Dalam cerpen Tangan, seseorang yang
bekerja di kantor Dinas Pendidikan bermaksud menggelapkan uang kantor. Awalnya,
gelagatnya sebagai seorang koruptor memang tidak terendus. Bahkan, kerap kali
berlagak sok pahlawan dan menganggap semua orang hanya berjuang demi kantong sendiri.
Tak bosan-bosannya ia bercita-cita menjadi pahlawan dengan mendengungkan
semangat mengabdi sebagai abdi negara (halaman 26). Tapi, di akhir riwayat
tokoh ini terlibat proyek gelap dan terbukti melakukan korupsi.

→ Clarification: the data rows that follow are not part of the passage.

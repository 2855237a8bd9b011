#![allow(clippy::needless_return)]

pub mod batch;
pub mod directory;
pub mod error;
pub mod identity;
pub mod provisioner;
pub mod resolver;
pub mod utils;
mod workbook;

// Test utilities - only compiled when testing or with test feature
// #[cfg(test)] alone doesn't work for integration tests (they're external crates)
// The feature flag makes it available to integration tests via dev-dependencies
#[cfg(any(test, feature = "test"))]
pub mod test_utils;

pub use batch::{BatchReport, BatchSettings, ProvisioningOutcome, run_batch};
pub use directory::{Directory, LdapDirectory, LdapSettings, MemoryDirectory};
pub use error::{DirectoryError, ProvisionError};
pub use identity::{AccountRecord, Direction, InputRow, Script, Transliterator, derive_identity};
pub use provisioner::{Provisioned, provision_account};
pub use resolver::{ContainerPath, GroupYear, Resolution, resolve_container};
pub use workbook::{
    ColumnLayout, LayoutPreset, SourceSheet, SourceWorkbook, cell_to_string, extract_rows,
    output_path, read_input_rows, read_source_workbook, write_outcomes,
};
use importer_lib::{BatchSettings, ContainerPath, InputRow};

// Re-export shared test utilities from src/test_utils.rs
pub use importer_lib::test_utils::{
    TEST_DOMAIN, create_input_row, create_legacy_sheet_rows, create_test_directory,
};

pub const BASE_DN: &str = "DC=example,DC=com";

/// Default settings for the test domain; accounts land directly in `destination`
#[allow(dead_code)]
pub fn create_settings(destination: &str) -> BatchSettings {
    BatchSettings::new(TEST_DOMAIN, ContainerPath::parse(destination))
}

/// Rows 1..=n for the given surnames, all in the same group/year
#[allow(dead_code)]
pub fn create_rows(surnames: &[&str], group_year: &str) -> Vec<InputRow> {
    surnames
        .iter()
        .enumerate()
        .map(|(index, surname)| create_input_row(index + 1, surname, group_year))
        .collect()
}
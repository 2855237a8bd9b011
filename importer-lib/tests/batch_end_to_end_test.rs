//! End-to-end batches against the in-memory directory

use importer_lib::{
    BatchSettings, ContainerPath, ProvisionError, run_batch,
};

mod common;
use common::*;

#[test]
fn test_two_students_into_new_container() {
    let mut directory = create_test_directory();
    let rows = create_rows(&["Иванов", "Петров"], "2024");
    let settings = BatchSettings::new(TEST_DOMAIN, ContainerPath::parse("Students/CS"));
    assert!(!settings.group_year_containers);

    let report = run_batch(&mut directory, &rows, &settings).unwrap();

    assert_eq!(report.target_path.to_string(), "Students/CS");
    assert_eq!(
        report.resolution.created,
        [
            "OU=Students,DC=example,DC=com",
            "OU=CS,OU=Students,DC=example,DC=com"
        ]
    );
    assert_eq!(directory.containers_created(), 2);

    let handles: Vec<&str> = report
        .records
        .iter()
        .map(|record| record.login_handle.as_str())
        .collect();
    assert_eq!(handles, ["Ivanov2024", "Petrov2024"]);
    assert_eq!(directory.accounts_created(), 2);

    let ivanov = directory.account("Ivanov2024").unwrap();
    assert_eq!(ivanov.dn, "CN=Ivanov2024,OU=CS,OU=Students,DC=example,DC=com");
    assert_eq!(ivanov.attributes["mail"], "Ivanov2024@example.com");
    assert!(ivanov.must_change_password);

    let markers: Vec<&str> = report.outcomes.iter().map(|o| o.marker()).collect();
    assert_eq!(markers, ["Y", "Y"]);
    assert_eq!(report.outcomes[0].row_index, 1);
    assert_eq!(report.outcomes[1].row_index, 2);
}

#[test]
fn test_rerun_reports_already_provisioned_accounts() {
    let mut directory = create_test_directory();
    let rows = create_rows(&["Иванов", "Петров"], "2024");
    let settings = create_settings("Students/CS");

    run_batch(&mut directory, &rows, &settings).unwrap();
    let second = run_batch(&mut directory, &rows, &settings).unwrap();

    assert!(second.resolution.created.is_empty());
    assert!(!second.resolution.first_run());
    assert_eq!(second.failed(), 0);
    assert_eq!(directory.containers_created(), 2);
    assert_eq!(directory.accounts_created(), 2);
}

#[test]
fn test_duplicate_in_new_container_fails_only_that_row() {
    let mut directory = create_test_directory();
    let staff = directory.seed_containers(&["Staff"]);
    directory.seed_account("Petrov2024", &staff);

    let rows = create_rows(&["Иванов", "Петров", "Сидоров"], "2024");
    let report = run_batch(&mut directory, &rows, &create_settings("Students/CS")).unwrap();

    let markers: Vec<&str> = report.outcomes.iter().map(|o| o.marker()).collect();
    assert_eq!(markers, ["Y", "N", "Y"]);
    let message = report.outcomes[1].error_message.as_deref().unwrap();
    assert!(message.contains("Duplicate username"));
    assert!(message.contains("Petrov2024"));
    assert!(directory.account("Sidorov2024").is_some());
}

#[test]
fn test_existing_account_in_existing_container_is_not_an_error() {
    let mut directory = create_test_directory();
    let target = directory.seed_containers(&["Students", "CS"]);
    directory.seed_account("Petrov2024", &target);

    let rows = create_rows(&["Иванов", "Петров"], "2024");
    let report = run_batch(&mut directory, &rows, &create_settings("Students/CS")).unwrap();

    assert!(!report.resolution.first_run());
    assert_eq!(report.failed(), 0);
    assert_eq!(directory.accounts_created(), 1);
}

#[test]
fn test_directory_failure_does_not_stop_the_batch() {
    let mut directory = create_test_directory();
    directory.fail_account_creation("Ivanov2024");

    let rows = create_rows(&["Иванов", "Петров"], "2024");
    let report = run_batch(&mut directory, &rows, &create_settings("Students")).unwrap();

    assert!(!report.outcomes[0].success);
    assert!(report.outcomes[1].success);
    assert_eq!(report.failed(), 1);
}

#[test]
fn test_group_year_sub_containers() {
    let mut directory = create_test_directory();
    let rows = create_rows(&["Иванов"], "IT24");
    let mut settings = BatchSettings::new(TEST_DOMAIN, ContainerPath::parse("CS.Students"));
    settings.group_year_containers = true;

    let report = run_batch(&mut directory, &rows, &settings).unwrap();

    assert_eq!(report.target_path.to_string(), "Students/CS/24/IT");
    assert_eq!(
        report.resolution.container.dn,
        "OU=IT,OU=24,OU=CS,OU=Students,DC=example,DC=com"
    );
    assert_eq!(report.records[0].login_handle, "IvanovIT24");
}

#[test]
fn test_missing_domain_root_is_fatal() {
    let mut directory = importer_lib::MemoryDirectory::without_base(BASE_DN);
    let rows = create_rows(&["Иванов"], "2024");

    let err = run_batch(&mut directory, &rows, &create_settings("Students")).unwrap_err();
    assert!(matches!(err, ProvisionError::ParentPathNotFound { .. }));
    assert!(err.is_fatal());
    assert_eq!(directory.account_count(), 0);
}
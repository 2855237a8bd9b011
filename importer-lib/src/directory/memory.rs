use std::collections::{BTreeMap, HashSet};

use super::dn::{cn_dn, normalize_dn, ou_dn, parent_dn};
use super::{AccountRef, Attributes, ContainerRef, Directory};
use crate::error::DirectoryError;

#[derive(Debug, Clone, Copy, PartialEq, Eq)]
pub enum EntryKind {
    Container,
    Account,
}

#[derive(Debug, Clone, PartialEq)]
pub struct MemoryEntry {
    pub dn: String,
    pub name: String,
    pub kind: EntryKind,
    pub attributes: Attributes,
    pub password: Option<String>,
    pub must_change_password: bool,
}

/// In-process directory tree keyed by normalized DN.
///
/// Used by `--dry-run` and by the tests. Accounts are unique by handle across
/// the whole tree, like `sAMAccountName` in Active Directory.
#[derive(Debug, Clone)]
pub struct MemoryDirectory {
    base_dn: String,
    entries: BTreeMap<String, MemoryEntry>,
    failing_handles: HashSet<String>,
    containers_created: usize,
    accounts_created: usize,
}

impl MemoryDirectory {
    /// Directory containing only the domain root.
    pub fn new(base_dn: &str) -> Self {
        let mut entries = BTreeMap::new();
        entries.insert(
            normalize_dn(base_dn),
            MemoryEntry {
                dn: base_dn.to_string(),
                name: base_dn.to_string(),
                kind: EntryKind::Container,
                attributes: Attributes::new(),
                password: None,
                must_change_password: false,
            },
        );

        MemoryDirectory {
            base_dn: base_dn.to_string(),
            entries,
            failing_handles: HashSet::new(),
            containers_created: 0,
            accounts_created: 0,
        }
    }

    /// Directory whose base DN does not exist at all.
    pub fn without_base(base_dn: &str) -> Self {
        let mut directory = Self::new(base_dn);
        directory.entries.clear();
        directory
    }

    /// Seed an OU chain (outermost first) below the base DN. Returns the leaf DN.
    pub fn seed_containers(&mut self, segments: &[&str]) -> String {
        let mut current = self.base_dn.clone();
        for segment in segments {
            let dn = ou_dn(segment, &current);
            self.entries
                .entry(normalize_dn(&dn))
                .or_insert_with(|| MemoryEntry {
                    dn: dn.clone(),
                    name: segment.to_string(),
                    kind: EntryKind::Container,
                    attributes: Attributes::new(),
                    password: None,
                    must_change_password: false,
                });
            current = dn;
        }
        current
    }

    /// Seed an existing account under `container_dn`. Returns its DN.
    pub fn seed_account(&mut self, handle: &str, container_dn: &str) -> String {
        let dn = cn_dn(handle, container_dn);
        self.entries.insert(
            normalize_dn(&dn),
            MemoryEntry {
                dn: dn.clone(),
                name: handle.to_string(),
                kind: EntryKind::Account,
                attributes: Attributes::new(),
                password: None,
                must_change_password: false,
            },
        );
        dn
    }

    /// Make every later `create_account` for `handle` fail.
    pub fn fail_account_creation(&mut self, handle: &str) {
        self.failing_handles.insert(handle.to_lowercase());
    }

    pub fn entry(&self, dn: &str) -> Option<&MemoryEntry> {
        self.entries.get(&normalize_dn(dn))
    }

    pub fn account(&self, handle: &str) -> Option<&MemoryEntry> {
        self.entries
            .values()
            .find(|entry| entry.kind == EntryKind::Account && entry.name.eq_ignore_ascii_case(handle))
    }

    pub fn container_count(&self) -> usize {
        self.entries
            .values()
            .filter(|entry| entry.kind == EntryKind::Container)
            .count()
    }

    pub fn account_count(&self) -> usize {
        self.entries
            .values()
            .filter(|entry| entry.kind == EntryKind::Account)
            .count()
    }

    /// Containers created through the [`Directory`] trait (seeding excluded).
    pub fn containers_created(&self) -> usize {
        self.containers_created
    }

    pub fn accounts_created(&self) -> usize {
        self.accounts_created
    }

    fn entry_mut(&mut self, dn: &str) -> Result<&mut MemoryEntry, DirectoryError> {
        self.entries
            .get_mut(&normalize_dn(dn))
            .ok_or_else(|| DirectoryError::NoSuchObject { dn: dn.to_string() })
    }

    fn require_container(&self, dn: &str) -> Result<(), DirectoryError> {
        match self.entry(dn) {
            Some(entry) if entry.kind == EntryKind::Container => Ok(()),
            _ => Err(DirectoryError::NoSuchObject { dn: dn.to_string() }),
        }
    }
}

impl Directory for MemoryDirectory {
    fn base_dn(&self) -> &str {
        &self.base_dn
    }

    fn find_account(&mut self, handle: &str) -> Result<Option<AccountRef>, DirectoryError> {
        Ok(self.account(handle).map(|entry| AccountRef {
            dn: entry.dn.clone(),
            handle: entry.name.clone(),
        }))
    }

    fn create_account(
        &mut self,
        handle: &str,
        container: &ContainerRef,
        upn_suffix: &str,
        password: &str,
    ) -> Result<AccountRef, DirectoryError> {
        self.require_container(&container.dn)?;

        let dn = cn_dn(handle, &container.dn);
        if self.account(handle).is_some() || self.entry(&dn).is_some() {
            return Err(DirectoryError::AlreadyExists { dn });
        }
        if self.failing_handles.contains(&handle.to_lowercase()) {
            return Err(DirectoryError::Ldap {
                message: format!("rc=53 server is unwilling to create {handle}"),
            });
        }

        let mut attributes = Attributes::new();
        attributes.insert("sAMAccountName".to_string(), handle.to_string());
        attributes.insert(
            "userPrincipalName".to_string(),
            format!("{handle}@{upn_suffix}"),
        );

        self.entries.insert(
            normalize_dn(&dn),
            MemoryEntry {
                dn: dn.clone(),
                name: handle.to_string(),
                kind: EntryKind::Account,
                attributes,
                password: Some(password.to_string()),
                must_change_password: false,
            },
        );
        self.accounts_created += 1;

        Ok(AccountRef {
            dn,
            handle: handle.to_string(),
        })
    }

    fn update_attributes(
        &mut self,
        account: &AccountRef,
        attributes: &Attributes,
    ) -> Result<(), DirectoryError> {
        let entry = self.entry_mut(&account.dn)?;
        for (name, value) in attributes {
            entry.attributes.insert(name.clone(), value.clone());
        }
        Ok(())
    }

    fn force_password_change(&mut self, account: &AccountRef) -> Result<(), DirectoryError> {
        self.entry_mut(&account.dn)?.must_change_password = true;
        Ok(())
    }

    fn find_container(&mut self, dn: &str) -> Result<Option<ContainerRef>, DirectoryError> {
        if let Some(parent) = parent_dn(dn) {
            // A lookup below a missing parent is reported the way LDAP servers do.
            if self.entry(parent).is_none() && normalize_dn(dn) != normalize_dn(&self.base_dn) {
                return Err(DirectoryError::NoSuchObject {
                    dn: parent.to_string(),
                });
            }
        }

        Ok(self
            .entry(dn)
            .filter(|entry| entry.kind == EntryKind::Container)
            .map(|entry| ContainerRef {
                dn: entry.dn.clone(),
                name: entry.name.clone(),
            }))
    }

    fn create_container(
        &mut self,
        name: &str,
        parent: &ContainerRef,
    ) -> Result<ContainerRef, DirectoryError> {
        self.require_container(&parent.dn)?;

        let dn = ou_dn(name, &parent.dn);
        if self.entry(&dn).is_some() {
            return Err(DirectoryError::AlreadyExists { dn });
        }

        self.entries.insert(
            normalize_dn(&dn),
            MemoryEntry {
                dn: dn.clone(),
                name: name.to_string(),
                kind: EntryKind::Container,
                attributes: Attributes::new(),
                password: None,
                must_change_password: false,
            },
        );
        self.containers_created += 1;

        Ok(ContainerRef {
            dn,
            name: name.to_string(),
        })
    }
}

Dalam cerpen Sekolah Babi, gejala kemunafikan
bersifat lebih samar. Penulis tak hendak menuduh bahwa guru yang mengabdi di
sebuah sekolah adalah seorang munafik. Tampaknya, penulis menyadari bahwa
kemunafikan tidak selamanya harus merekat pada diri sang tokoh. Atas dasar
itulah, ia lebih memilih untuk melekatkan sifat munafik justru pada para siswa
yang menuntut ilmu. Kemunafikan tersebut diungkapkan oleh guru yang idealis
dengan menyebut mereka sebagai babi. Anak-anak yang seharusnya belajar dengan
benar dan memiliki tata krama yang baik, justru rajin membikin onar dengan
membuat marah gurunya (halaman 32). Hal ini mengindikasikan bahwa penulis,
secara tidak langsung, ingin menyampaikan bahwa anak-anak yang telah
‘melenceng’ dari fitrahnya itu genap merawat sifat munafik dalam diri mereka.
Lelah meladeni para
siswa yang bengal, guru tadi sering mengumpat dan berkata kasar. Ia begitu
menyesal mengapa berhijrah ke sekolah di pelosok desa di mana anak-anak susah
sekali diatur. Jauh berbeda dengan tempat mengajarnya dulu di kota. Terlebih
lagi, tindakan guru dalam mendisiplinkan siswa selalu dibatasi dengan Hak Asasi
Manusia (HAM). Selaku pendidik, ia tidak dibekali hak untuk memberi peringatan
dengan tegas. Menindak dengan sebatan rotan, misalnya. Imbas dari ketentuan ini
yaitu: di hadapan anak-anak yang susah dinasehati tersebut ia hanya bisa
menggigil menahan geram (halaman 33).
Pesan yang ingin
disampaikan, baik kurang beresnya dunia pendidikan maupun benih-benih
kemunafikan yang layak dihapus, menemukan ruang pada cerpen-cerpen yang diolah
Riki. Hal tersebut antara lain karena: pertama, Riki sengaja menjauhi kata-kata bombastis dan
cenderung menggunakan bahasa ringan. Dengan demikian, misinya berpeluang
terwujud karena ia dapat menjangkau lebih banyak khalayak pembaca.
Kedua,
dengan menggarap tema pendidikan (bidang yang selama ini digeluti) barang tentu
membawa keuntungan tersendiri bagi Riki. Bermodal data juga pengalaman yang
dimiliki, bukan hal yang sulit bagi Riki untuk merangkai serta menuangkannya
dalam cerita. Apalagi, selain menghindarkan karya dari kesan asal-asalan,
kedekatan tema dengan pengalaman juga membuka jalan bagi penulis untuk
menghasilkan karya yang matang.
Ketiga,
beberapa cerpen Riki menunjukkan adanya perhatian lebih terhadap anggota tubuh.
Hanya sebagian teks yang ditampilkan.